Probing high-energy electronic excitations in the Shastry-Sutherland compound SrCu2(BO3)2 with resonant inelastic x-ray scattering and optical spectroscopy

The Shastry-Sutherland compound SrCu2(BO3)2 (SCBO) is a paradigmatic low-dimensional quantum spin system, featuring geometrically frustrated interacting spin dimers and a rich landscape of emergent quantum phenomena. While its magnetic properties have been extensively explored, the nature of its electronic excitations - particularly the Cu2+ d–d transitions - remains poorly understood.
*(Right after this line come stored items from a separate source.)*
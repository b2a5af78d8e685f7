use super::store::TokenKind;
use crate::types::auth::{LoginResponse, RefreshTokenRequest};
use cuzdanim_common::store::Store as StoreTrait;
use cuzdanim_http::error::{Error, Result};
use cuzdanim_http::types::REFRESH_TOKEN_PATH;
use cuzdanim_http::{ApiClient, ApiRequest, ApiResponse, AuthorizationToken, HttpClient};
use http::{Method, Request, Response, StatusCode};
use serde::{de::DeserializeOwned, Serialize};
use std::hash::Hash;
use std::{
    mem,
    sync::{Arc, Mutex, RwLock},
};
use tokio::sync::oneshot;

struct WrapperClient<S, T> {
    store: Arc<Store<S>>,
    inner: Arc<T>,
}

impl<S, T> Clone for WrapperClient<S, T> {
    fn clone(&self) -> Self {
        Self { store: self.store.clone(), inner: self.inner.clone() }
    }
}

impl<S, T> HttpClient for WrapperClient<S, T>
where
    S: Send + Sync,
    T: HttpClient + Send + Sync,
{
    async fn send_http(
        &self,
        request: Request<Vec<u8>>,
    ) -> core::result::Result<Response<Vec<u8>>, Box<dyn std::error::Error + Send + Sync + 'static>>
    {
        self.inner.send_http(request).await
    }
}

impl<S, T> ApiClient for WrapperClient<S, T>
where
    S: StoreTrait<TokenKind, String> + Send + Sync,
    S::Error: Send + Sync + 'static,
    T: ApiClient + Send + Sync,
{
    fn base_uri(&self) -> String {
        self.store.get_endpoint()
    }
    async fn authorization_token(
        &self,
        is_refresh: bool,
    ) -> core::result::Result<
        Option<AuthorizationToken>,
        Box<dyn std::error::Error + Send + Sync + 'static>,
    > {
        if is_refresh {
            // The refresh credential travels in the request body.
            return Ok(None);
        }
        let token = self.store.get(&TokenKind::Access).await?;
        Ok(token.map(AuthorizationToken::Bearer))
    }
}

/// Pending-request queue shared by all callers of a single refresh.
///
/// At most one refresh is in flight at any time; requests that hit a 401
/// while one is running enqueue a sender here and receive the outcome in
/// FIFO order once the refresh settles.
enum RefreshState {
    Idle,
    Refreshing(Vec<oneshot::Sender<Result<()>>>),
}

pub struct Client<S, T> {
    store: Arc<Store<S>>,
    inner: WrapperClient<S, T>,
    // Never held across an await.
    refresh: Mutex<RefreshState>,
}

impl<S, T> Client<S, T>
where
    S: StoreTrait<TokenKind, String> + Send + Sync,
    S::Error: Send + Sync + 'static,
    T: ApiClient + Send + Sync,
{
    pub fn new(store: Arc<Store<S>>, api: T) -> Self {
        let inner = WrapperClient { store: Arc::clone(&store), inner: Arc::new(api) };
        Self { store, inner, refresh: Mutex::new(RefreshState::Idle) }
    }
    pub fn configure_endpoint(&self, endpoint: String) {
        *self.store.endpoint.write().expect("failed to write endpoint") = endpoint;
    }
    // Internal helper to refresh sessions
    // - Only the first caller performs the network call; everyone else is
    //   queued and receives the same outcome.
    async fn refresh_session(&self) -> Result<()> {
        let rx = {
            let mut state = self.refresh.lock().expect("failed to lock refresh state");
            match &mut *state {
                RefreshState::Refreshing(waiters) => {
                    let (tx, rx) = oneshot::channel();
                    waiters.push(tx);
                    Some(rx)
                }
                RefreshState::Idle => {
                    *state = RefreshState::Refreshing(Vec::new());
                    None
                }
            }
        };
        if let Some(rx) = rx {
            // A refresh is already in flight; wait for it to settle. The
            // agent never cancels the refreshing caller, so a dropped
            // sender means that caller went away before draining the queue.
            return match rx.await {
                Ok(outcome) => outcome,
                Err(_) => Err(Error::AuthenticationRequired),
            };
        }
        let result = self.refresh_session_inner().await;
        // Drain the queue and return to Idle under one lock acquisition so
        // that no request can enqueue between the drain and the reset.
        let waiters = {
            let mut state = self.refresh.lock().expect("failed to lock refresh state");
            match mem::replace(&mut *state, RefreshState::Idle) {
                RefreshState::Refreshing(waiters) => waiters,
                RefreshState::Idle => Vec::new(),
            }
        };
        match result {
            Ok(()) => {
                for tx in waiters {
                    let _ = tx.send(Ok(()));
                }
                Ok(())
            }
            Err(err) => {
                let shared = Arc::new(err);
                for tx in waiters {
                    let _ = tx.send(Err(Error::Refresh(Arc::clone(&shared))));
                }
                Err(Error::Refresh(shared))
            }
        }
    }
    async fn refresh_session_inner(&self) -> Result<()> {
        match self.call_refresh_token().await {
            Ok(()) => Ok(()),
            Err(err) => {
                // An unusable refresh token ends the session for everyone:
                // discard the stored pair so no request retries with it.
                let _ = self.store.clear().await;
                Err(err)
            }
        }
    }
    async fn call_refresh_token(&self) -> Result<()> {
        let refresh_token = self
            .store
            .get(&TokenKind::Refresh)
            .await
            .map_err(|e| Error::SessionStore(Box::new(e)))?
            .ok_or(Error::AuthenticationRequired)?;
        let response = self
            .inner
            .send_api::<(), _, LoginResponse>(&ApiRequest {
                method: Method::POST,
                path: REFRESH_TOKEN_PATH.into(),
                parameters: None,
                input: Some(RefreshTokenRequest { refresh_token }),
                encoding: Some("application/json".into()),
            })
            .await?;
        let tokens = response.into_data()?;
        // Persist before any queued request is resolved so that every retry
        // reads the new pair.
        self.store
            .set(TokenKind::Access, tokens.access_token)
            .await
            .map_err(|e| Error::SessionStore(Box::new(e)))?;
        self.store
            .set(TokenKind::Refresh, tokens.refresh_token)
            .await
            .map_err(|e| Error::SessionStore(Box::new(e)))?;
        Ok(())
    }
    fn is_unauthorized<O>(result: &Result<ApiResponse<O>>) -> bool
    where
        O: DeserializeOwned + Send + Sync,
    {
        matches!(result, Err(Error::Api(err)) if err.status == StatusCode::UNAUTHORIZED)
    }
}

impl<S, T> HttpClient for Client<S, T>
where
    S: Send + Sync,
    T: HttpClient + Send + Sync,
{
    async fn send_http(
        &self,
        request: Request<Vec<u8>>,
    ) -> core::result::Result<Response<Vec<u8>>, Box<dyn std::error::Error + Send + Sync + 'static>>
    {
        self.inner.send_http(request).await
    }
}

impl<S, T> ApiClient for Client<S, T>
where
    S: StoreTrait<TokenKind, String> + Send + Sync,
    S::Error: Send + Sync + 'static,
    T: ApiClient + Send + Sync,
{
    fn base_uri(&self) -> String {
        self.inner.base_uri()
    }
    async fn send_api<P, I, O>(&self, request: &ApiRequest<P, I>) -> Result<ApiResponse<O>>
    where
        P: Serialize + Send + Sync,
        I: Serialize + Send + Sync,
        O: DeserializeOwned + Send + Sync,
    {
        let result = self.inner.send_api(request).await;
        if !Self::is_unauthorized(&result) {
            return result;
        }
        // Recover the session, then replay the original request exactly
        // once. A second 401 surfaces as-is and never triggers another
        // refresh for this request.
        self.refresh_session().await?;
        self.inner.send_api(request).await
    }
}

pub struct Store<S> {
    inner: S,
    endpoint: RwLock<String>,
}

impl<S> Store<S> {
    pub fn new(inner: S, initial_endpoint: String) -> Self {
        Self { inner, endpoint: RwLock::new(initial_endpoint) }
    }
    pub fn get_endpoint(&self) -> String {
        self.endpoint.read().expect("failed to read endpoint").clone()
    }
}

impl<S, K, V> StoreTrait<K, V> for Store<S>
where
    K: Eq + Hash + Send + Sync,
    V: Clone + Send,
    S: StoreTrait<K, V> + Sync,
{
    type Error = S::Error;

    async fn get(&self, key: &K) -> core::result::Result<Option<V>, Self::Error> {
        self.inner.get(key).await
    }
    async fn set(&self, key: K, value: V) -> core::result::Result<(), Self::Error> {
        self.inner.set(key, value).await
    }
    async fn del(&self, key: &K) -> core::result::Result<(), Self::Error> {
        self.inner.del(key).await
    }
    async fn clear(&self) -> core::result::Result<(), Self::Error> {
        self.inner.clear().await
    }
}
A detailed characterization of these excitations is essential to determine the crystal field splitting and the degree of Cu 3d–O 2p hybridization, both of which underpin superexchange interactions and magnetic behavior in SCBO. Here, the electronic properties of SCBO are investigated by combining spectroscopic techniques with theoretical approaches for first-principles band structure calculations.Experimentally, we employ L3-edge resonant inelastic x‑ray scattering (RIXS) to directly probe intra-d excitations, supplemented by broadband infrared reflectivity and ellipsometry measurements to resolve charge-transfer (CT) features. Theoretically, multireference quantum chemistry calculations accurately reproduce the energies (1.8–2.4 eV) and symmetries of the observed d–d excitations, while band-structure calculations based on density functional theory elucidate the CT excitation spectrum. These combined approaches define the energy scales for both d–d and CT transitions, validate the computational framework, and provide quantitative microscopic parameters essential for refining superexchange-based magnetic models in this prototypical frustrated quantum antiferromagnet.

沙斯特里-萨瑟兰化合物SrCu₂(BO₃)₂（SCBO）是一类典型的低维量子自旋系统（low-dimensional quantum spin system），其核心特征为存在几何阻挫的相互作用自旋二聚体（geometrically frustrated interacting spin dimers），并展现出丰富的涌现量子现象（emergent quantum phenomena）。尽管其磁性质已被广泛研究，但该体系的电子激发本质——尤其是Cu²+的d-d跃迁（d–d transitions）——仍不甚明晰。对这类电子激发进行详细表征，对于确定晶体场分裂（crystal field splitting）以及Cu 3d-O 2p杂化（Cu 3d–O 2p hybridization）程度至关重要，而这两者均是支撑SCBO中超交换相互作用（superexchange interactions）与磁行为的核心基础。本研究结合光谱技术与第一性原理能带结构计算（first-principles band structure calculations）理论方法，对SCBO的电子性质展开探究。实验层面，我们采用L₃边共振非弹性X射线散射（L3-edge resonant inelastic x‑ray scattering, RIXS）直接探测d内部激发，并辅以宽带红外反射光谱（broadband infrared reflectivity）与椭圆偏振法（ellipsometry）测量，以解析电荷转移（CT, charge-transfer）特征。理论层面，多参考量子化学计算（multireference quantum chemistry calculations）可精准复现观测到的d-d跃迁的能量范围（1.8–2.4 eV）与对称性，而基于密度泛函理论（density functional theory）的能带结构计算则阐明了电荷转移激发谱。上述联合方法明确了d-d跃迁与电荷转移跃迁的能量尺度，验证了计算框架，并为优化这类典型阻挫量子反铁磁体（prototypical frustrated quantum antiferromagnet）中基于超交换相互作用的磁模型提供了不可或缺的定量微观参数。